Updated March 26, 2006
by: Annette M. Hall

System Failed the Gravelle Family

Dear Annette,

Thank you for supporting the Gravelles. You seem to understand the situation a lot better than many people. This is an editorial that my husband and I (who know the Gravelles well) wrote and sent to the editorial section of a number of area newspapers.

The removal of the Gravelle children and then permanently severing all parental rights six months later is the equivalent of a dragonian nightmare. The words child abuse and sexual molestation are used any time the government wants to cast suspicion, discredit and vilify a person.
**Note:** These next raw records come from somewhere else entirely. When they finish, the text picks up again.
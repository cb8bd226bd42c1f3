//! The turn-streaming controller.
//!
//! Owns the session lifecycle, opens one stream per turn, applies the
//! incoming events in strict arrival order through a pause-aware FIFO
//! queue, and decides how the next turn is triggered.

use std::collections::VecDeque;
use std::time::Duration;

use tokio::sync::mpsc;
use tracing::{debug, warn};

use crate::api::{DebateApi, StartRequest, TurnItem, TurnStream};
use crate::error::DebateError;
use crate::event::{Role, StreamEvent};
use crate::pacing::{PacingState, TurnAdvance};
use crate::transcript::Transcript;

const CONNECTION_LOST: &str = "Connection to the debate server was lost";

/// Callback for view events.
pub type ViewCallback = Box<dyn Fn(ViewEvent) + Send + Sync>;

/// Events surfaced to the rendering layer. Rendering is a projection of
/// controller state; the controller itself holds no presentation concerns.
#[derive(Debug, Clone, PartialEq)]
pub enum ViewEvent {
    /// A turn was requested; show a latency placeholder.
    Thinking,
    /// The placeholder should be removed.
    ThinkingCleared,
    /// A new message opened in the transcript.
    MessageStarted { index: usize, role: Role },
    /// A fragment was appended to an existing message.
    MessageDelta { index: usize, fragment: String },
    /// A speaker finished; informational only.
    TurnEnded { speaker: String },
    /// Manual mode: the next turn is held until an advance action.
    AwaitingAdvance,
    /// The debate concluded normally.
    DebateEnded,
    /// A system notice (errors, connection loss, skipped events).
    Notice(String),
}

/// User actions fed into [`DebateController::run`].
#[derive(Debug, Clone, PartialEq)]
pub enum Command {
    /// Advance to the next turn (manual mode).
    Advance,
    /// Toggle automatic playback.
    SetAutoPlay(bool),
    /// End the session and discard anything in flight.
    Stop,
}

/// Controller configuration, read once at construction.
#[derive(Debug, Clone)]
pub struct ControllerOptions {
    /// Whether turns advance automatically.
    pub auto_play: bool,
    /// Delay between consecutive turns in auto-play, so turns stay
    /// visually distinguishable.
    pub turn_delay: Duration,
}

impl Default for ControllerOptions {
    fn default() -> Self {
        Self {
            auto_play: true,
            turn_delay: Duration::from_millis(500),
        }
    }
}

/// An active debate session. Owned exclusively by the controller; cleared
/// on `end`, `error`, or stop. The start credential is sent with the
/// session-start request and never stored.
#[derive(Debug, Clone)]
pub struct Session {
    pub id: String,
    pub topic: String,
    pub model: String,
    pub provider: String,
}

/// Drives a debate: session lifecycle, per-turn streaming, ordered event
/// application, and pacing.
pub struct DebateController {
    api: Box<dyn DebateApi>,
    options: ControllerOptions,
    session: Option<Session>,
    turn: Option<TurnStream>,
    queue: VecDeque<StreamEvent>,
    draining: bool,
    pacing: PacingState,
    transcript: Transcript,
    thinking: bool,
    callback: Option<ViewCallback>,
}

enum Input {
    Stream(Option<TurnItem>),
    Command(Option<Command>),
}

impl DebateController {
    pub fn new(api: Box<dyn DebateApi>, options: ControllerOptions) -> Self {
        let pacing = PacingState::new(options.auto_play);
        Self {
            api,
            options,
            session: None,
            turn: None,
            queue: VecDeque::new(),
            draining: false,
            pacing,
            transcript: Transcript::new(),
            thinking: false,
            callback: None,
        }
    }

    /// Set a callback for view events.
    pub fn with_callback(mut self, callback: ViewCallback) -> Self {
        self.callback = Some(callback);
        self
    }

    pub fn session(&self) -> Option<&Session> {
        self.session.as_ref()
    }

    pub fn transcript(&self) -> &Transcript {
        &self.transcript
    }

    pub fn pacing(&self) -> &PacingState {
        &self.pacing
    }

    pub fn is_streaming(&self) -> bool {
        self.turn.is_some()
    }

    /// Start a new debate session and its first turn.
    ///
    /// Fails without creating a session when the topic or model is missing
    /// or the start request is rejected.
    pub async fn start(
        &mut self,
        topic: &str,
        model: &str,
        provider: &str,
        credential: Option<String>,
    ) -> Result<(), DebateError> {
        if topic.trim().is_empty() {
            return Err(DebateError::MissingTopic);
        }
        if model.trim().is_empty() {
            return Err(DebateError::MissingModel);
        }

        let request = StartRequest {
            topic: topic.to_string(),
            model: model.to_string(),
            provider: provider.to_string(),
            credential,
        };
        let session_id = self.api.start_session(&request).await?;

        self.transcript.clear();
        self.queue.clear();
        self.pacing.reset();
        self.session = Some(Session {
            id: session_id,
            topic: request.topic,
            model: request.model,
            provider: request.provider,
        });

        if let Err(e) = self.stream_turn().await {
            self.stop();
            return Err(e);
        }
        Ok(())
    }

    /// Process stream events and user commands until the debate ends or a
    /// stop is requested. Dropping the command sender counts as a stop.
    pub async fn run(&mut self, mut commands: mpsc::UnboundedReceiver<Command>) {
        while self.session.is_some() {
            let input = match self.turn.as_mut() {
                Some(turn) => tokio::select! {
                    item = turn.rx.recv() => Input::Stream(item),
                    command = commands.recv() => Input::Command(command),
                },
                None => Input::Command(commands.recv().await),
            };

            match input {
                Input::Stream(Some(Ok(event))) => {
                    self.enqueue(event);
                    self.drain().await;
                }
                Input::Stream(Some(Err(e))) => {
                    // Malformed payload: report it and keep the turn alive.
                    warn!("skipping malformed event: {}", e);
                    self.emit(ViewEvent::Notice(e.to_string()));
                }
                Input::Stream(None) => {
                    // The pump always sends a terminal item first, so a bare
                    // close means the transport went away under us.
                    self.enqueue(StreamEvent::Error {
                        content: CONNECTION_LOST.to_string(),
                    });
                    self.drain().await;
                }
                Input::Command(Some(command)) => {
                    if !self.handle_command(command).await {
                        break;
                    }
                }
                Input::Command(None) => {
                    self.stop();
                    break;
                }
            }
        }
    }

    async fn handle_command(&mut self, command: Command) -> bool {
        match command {
            Command::Advance => {
                if self.pacing.advance() {
                    self.request_next_turn().await;
                    self.drain().await;
                }
                true
            }
            Command::SetAutoPlay(auto_play) => {
                if self.pacing.set_auto_play(auto_play) {
                    // A held turn fires immediately, without the delay.
                    self.request_next_turn().await;
                    self.drain().await;
                }
                true
            }
            Command::Stop => {
                self.stop();
                false
            }
        }
    }

    /// End the session unconditionally: close any open stream, drop the
    /// session id, discard queued events, and reset pacing. Safe from any
    /// state, including mid-stream; idempotent.
    pub fn stop(&mut self) {
        self.close_turn();
        self.session = None;
        self.queue.clear();
        self.draining = false;
        self.clear_thinking();
        self.pacing.reset();
    }

    /// Open the stream for the next turn of the active session.
    ///
    /// Closes any previously open stream first. `NoActiveSession` here is
    /// an ordering bug in the caller, not a user-facing condition.
    async fn stream_turn(&mut self) -> Result<(), DebateError> {
        let session_id = self
            .session
            .as_ref()
            .map(|s| s.id.clone())
            .ok_or(DebateError::NoActiveSession)?;

        self.close_turn();
        self.thinking = true;
        self.emit(ViewEvent::Thinking);

        debug!(session_id = %session_id, "opening turn stream");
        let turn = self.api.open_turn(&session_id).await?;
        self.turn = Some(turn);
        Ok(())
    }

    /// Open the next turn, ending the session on failure. Errors here are
    /// terminal like any other: the user starts a new session.
    async fn request_next_turn(&mut self) {
        if self.session.is_none() {
            return;
        }
        if let Err(e) = self.stream_turn().await {
            warn!("failed to open next turn: {}", e);
            self.close_turn();
            self.session = None;
            self.clear_thinking();
            self.emit(ViewEvent::Notice(format!("Failed to start next turn: {}", e)));
        }
    }

    fn enqueue(&mut self, event: StreamEvent) {
        self.queue.push_back(event);
    }

    /// Apply queued events in arrival order. Reentrant calls are no-ops;
    /// while the pacing gate is closed nothing is removed, so a later
    /// drain resumes exactly where this one paused.
    async fn drain(&mut self) {
        if self.draining {
            return;
        }
        self.draining = true;

        while !self.pacing.waiting_for_next() {
            let Some(event) = self.queue.pop_front() else {
                break;
            };
            if let Err(e) = self.apply_event(event).await {
                // One bad event must not cost us the rest of the queue.
                warn!("error applying event: {}", e);
                self.emit(ViewEvent::Notice(format!("Error processing event: {}", e)));
            }
        }

        self.draining = false;
    }

    async fn apply_event(&mut self, event: StreamEvent) -> Result<(), DebateError> {
        match event {
            StreamEvent::Token { role, content } => {
                self.clear_thinking();
                let update = self.transcript.apply_token(role, &content);
                if update.started {
                    self.emit(ViewEvent::MessageStarted {
                        index: update.index,
                        role,
                    });
                }
                self.emit(ViewEvent::MessageDelta {
                    index: update.index,
                    fragment: content,
                });
            }
            StreamEvent::TurnEnd { role } => {
                debug!(speaker = %role, "turn ended");
                self.emit(ViewEvent::TurnEnded { speaker: role });
            }
            StreamEvent::StreamEnd => {
                self.close_turn();
                match self.pacing.on_stream_end() {
                    TurnAdvance::Automatic => {
                        tokio::time::sleep(self.options.turn_delay).await;
                        if self.session.is_some() {
                            self.request_next_turn().await;
                        }
                    }
                    TurnAdvance::Hold => self.emit(ViewEvent::AwaitingAdvance),
                }
            }
            StreamEvent::End => {
                self.close_turn();
                self.session = None;
                self.clear_thinking();
                self.emit(ViewEvent::DebateEnded);
            }
            StreamEvent::Error { content } => {
                self.close_turn();
                self.session = None;
                self.clear_thinking();
                self.emit(ViewEvent::Notice(content));
            }
        }
        Ok(())
    }

    fn close_turn(&mut self) {
        if let Some(mut turn) = self.turn.take() {
            turn.close();
        }
    }

    fn clear_thinking(&mut self) {
        if self.thinking {
            self.thinking = false;
            self.emit(ViewEvent::ThinkingCleared);
        }
    }

    fn emit(&self, event: ViewEvent) {
        if let Some(ref callback) = self.callback {
            callback(event);
        }
    }
}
The nature of these charges causes most people to quietly give up the God-given rights to parent their children as they see fit, even when the charges are false.

This case has become a world-wide issue, not only because it involves children, but also, because the Gravelles are fighting to get their children back in spite of the besmirching of their character. There is another side of this story that has been suppressd by Huron County. The system didn't just fail the children, it also failed these parents who were trying to provide a family for children no one wanted. These children need to be returned to the Gravelle home before the emotional damage from the foster care system totally destroys them.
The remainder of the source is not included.